Love and Theft: Minstrelsy in America

Looking back at yesterday’s post on Whitey’s Lindy Hoppers in Hellzapoppin’, got me thinking again about minstrelsy, and the relationship of Black entertainers to their (often) white audiences. Throughout American history, Black performers were frequently able to subvert and re-frame the meanings of their entertainments. Eric Lott’s seminal book, Love and Theft, inspired me two decades ago to do some serious study of the American minstrel show, and to investigate how the minstrel show’s conventions and subversions helped write the complex story of both race oppression and resistance. Here’s an article I wrote at that time that appeared in the December 1994 edition of the journal African American Review. I’m posting it here as it appeared then, without any update or correction.

The Ira Aldridge Troupe: early Black minstrelsy in Philadelphia

Minstrelsy before 1865 was a largely white-owned and white-performed phenomenon. There were, before 1865, few companies that had Black performers and that were Black-controlled. Robert Toll, in Blacking Up, lists only six such groups, none of which is known to have lasted more than a month. One troupe that is not on Toll’s list, and is not, as far as I know, documented elsewhere, is the Ira Aldridge Troupe, which played in Philadelphia at the Franklin Hall in Philadelphia in 1863.(1) An eyewitness account by a white reporter from the New York Clipper provides insights into the program of the company as well as the troupe’s reception by its largely Black audience (“Negro Minstrelsy” 70).

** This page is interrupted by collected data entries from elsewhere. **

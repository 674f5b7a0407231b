//! # Eventpull Redis
//!
//! Low-level Redis client used as the shared store of the distributed
//! ingestion mutex.
//!
//! - **No business logic** - pure infrastructure layer
//! - **No dependencies** on other eventpull-* crates
//! - Connection management with automatic reconnection
//! - Conditional set with expiry (`SET NX PX`) and delete
//!
//! ## Example
//!
//! ```rust,no_run
//! use eventpull_redis::RedisClient;
//! use std::time::Duration;
//!
//! #[tokio::main]
//! async fn main() -> Result<(), Box<dyn std::error::Error>> {
//!     let client = RedisClient::connect("redis://localhost:6379").await?;
//!
//!     if client.set_nx_px("ingestion-lock", "instance-a", Duration::from_secs(300)).await? {
//!         // ... exclusive work ...
//!         client.del("ingestion-lock").await?;
//!     }
//!
//!     Ok(())
//! }
//! ```

mod client;

pub use client::RedisClient;

// Re-export commonly used types
pub use redis::RedisError;

/// Result type for Redis operations
pub type Result<T> = std::result::Result<T, RedisError>;
// ============================================================================
// Eventpull Types - Core Data Types
// ============================================================================
//
// Data structures shared by the ingestion pipeline. NO dependencies on
// business logic, Redis, HTTP or the runtime.
//
// Contents:
// - CloudEvent payloads and received broker messages
// - Topic/subscription consumption targets and their credentials
// - Per-message ingestion outcomes and per-token settle results
//
// Dependencies:
// - serde (serialization only)
// - uuid (identifiers)
// - chrono (timestamps)
//
// ============================================================================

pub mod event;
pub mod outcome;
pub mod topic;

// Re-exports for convenience
pub use event::*;
pub use outcome::*;
pub use topic::*;
// ============================================================================
// Broker pull clients
// ============================================================================
//
// Lock-token pull model: `receive` leases a batch of messages, each carrying
// an opaque lock token; every token is then acknowledged (done), released
// (redeliver) or rejected (never redeliver).
//
// Clients are built per topic by a BrokerClientFactory and cached in an
// append-only ClientRegistry.
//
// ============================================================================

mod http;
mod memory;
mod registry;

pub use http::{
    EnvTokenSource, HttpAuthorization, HttpClientFactory, HttpPullClient, RECEIVE_API_VERSION,
    TokenSource,
};
pub use memory::{DEFAULT_LOCK_DURATION, InMemoryBroker, SettleCall, TOKEN_LOST};
pub use registry::ClientRegistry;

use async_trait::async_trait;
use eventpull_error::BrokerError;
use eventpull_types::{BrokerCredential, LockTokenResult, ReceivedMessage};
use std::sync::Arc;
use std::time::Duration;

#[async_trait]
pub trait BrokerPullClient: Send + Sync {
    /// Lease up to `max_events` messages, waiting at most `max_wait` for the first
    async fn receive(
        &self,
        topic: &str,
        subscription: &str,
        max_events: usize,
        max_wait: Duration,
    ) -> Result<Vec<ReceivedMessage>, BrokerError>;

    async fn acknowledge(
        &self,
        topic: &str,
        subscription: &str,
        lock_tokens: &[String],
    ) -> Result<LockTokenResult, BrokerError>;

    async fn release(
        &self,
        topic: &str,
        subscription: &str,
        lock_tokens: &[String],
    ) -> Result<LockTokenResult, BrokerError>;

    async fn reject(
        &self,
        topic: &str,
        subscription: &str,
        lock_tokens: &[String],
    ) -> Result<LockTokenResult, BrokerError>;
}

#[async_trait]
pub trait BrokerClientFactory: Send + Sync {
    /// Build the client used for every subscription of `topic`
    async fn create(
        &self,
        topic: &str,
        credential: &BrokerCredential,
    ) -> Result<Arc<dyn BrokerPullClient>, BrokerError>;
}

/// Terminal decision for a batch of lock tokens
#[derive(Debug, Clone, Copy, PartialEq, Eq)]
pub enum SettleOperation {
    Acknowledge,
    Release,
    Reject,
}

impl SettleOperation {
    pub fn as_str(&self) -> &'static str {
        match self {
            SettleOperation::Acknowledge => "acknowledge",
            SettleOperation::Release => "release",
            SettleOperation::Reject => "reject",
        }
    }

    /// Issue this operation for `lock_tokens` on `client`
    pub async fn apply(
        self,
        client: &dyn BrokerPullClient,
        topic: &str,
        subscription: &str,
        lock_tokens: &[String],
    ) -> Result<LockTokenResult, BrokerError> {
        match self {
            SettleOperation::Acknowledge => client.acknowledge(topic, subscription, lock_tokens).await,
            SettleOperation::Release => client.release(topic, subscription, lock_tokens).await,
            SettleOperation::Reject => client.reject(topic, subscription, lock_tokens).await,
        }
    }
}

impl std::fmt::Display for SettleOperation {
    fn fmt(&self, f: &mut std::fmt::Formatter<'_>) -> std::fmt::Result {
        f.write_str(self.as_str())
    }
}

The Ira Aldridge Troupe is surely unique in the annals of minstrelsy, if only by virtue of its name, which reflects the pride and awareness the founders of the company must have had when they chose to title themselves after the Black actor who had left his homeland some 35 years before, never to return. Although long absent from the United States, Aldridge was not unknown here – his death in 1867 was reported on the front page of the Chicago Times (Marshall and Stock 334). However, during the Civil War, Aldridge’s name had a significance even larger than his acting abilities, for he had kept a close eye on the abolitionist movement in the United States, and was reported to have contributed half his earnings to the struggle for the liberation of Blacks. As an example of Aldridge’s immediate concern, when a Black family in Baltimore was captured after fleeing from slavery, Aldridge reportedly donated the money to buy the family’s freedom (Marshall and Stock 198). So it is perhaps understandable that, unlike most later Black minstrel companies, and in keeping with the dignity of its name, the Aldridge Troupe apparently did not do plantation material, although they were billed as a contraband troupe – that is, as fugitive slaves. Perhaps, too, because of their substantially Black audience, the troupe felt no need to “put on the mask.” In fact, although much of the material the group performed was standard fare, several of the company’s acts were downright subversive, as a description of the show will indicate.

Part I began with ballad singing by three members of the troupe – Miss S. Burton, Miss R. Clark, and Mr. C. Nixon. Burton sang “When the Cruel War is Over,” which, having sold over a million copies of sheet music, was the most popular sentimental song of the Civil War (Toll 110). The song describes a soldier’s farewell to his lady, the wounds he receives in battle, and his dying request for a last caress. This song, so popular with white minstrel troupes, was an example of the change in white minstrelsy that had been occurring at this time. As the war progressed, the sentimental songs telling of the destruction of Black slave families were replaced in white minstrelsy with songs telling of white suffering because of the war. In the hands of a Black performer, however, this song with its refrain “Weeping, Sad, and Lonely, Hopes and Fears how vain! / When this cruel war is over, Praying that we meet again!” must have had a different, special meaning for its Black Philadelphian audience. Since Philadelphia was one of the closest Northern cities to the slave South, it had become a major stopping point for fugitive slaves, and a frequent destination for the underground railroad, which was supported by many Black churches and secular groups in Philadelphia (Miller and Smith 570). The song’s not-so-encoded meaning clearly referred to fugitive slaves “meeting again” with their Black brothers and sisters still enslaved in the South. The imminent departure of the first troop of Black soldiers from Philadelphia added pertinence and poignancy: Soon there would be Black women seeing their true loves off to war (Du Bois 38). The Clipper reporter notes that the Black audience showed its appreciation, and Miss Burton sang an encore. However, much to the delight of the audience, but to the dismay of the reporter, Burton started to get “into a regular Methodist style, keeping up a movement with her body to the air of the song, collapsing at last into a regular camp meeting break down” (“Negro Minstrelsy” 70). There can be no doubt that the audience had identified itself in the song.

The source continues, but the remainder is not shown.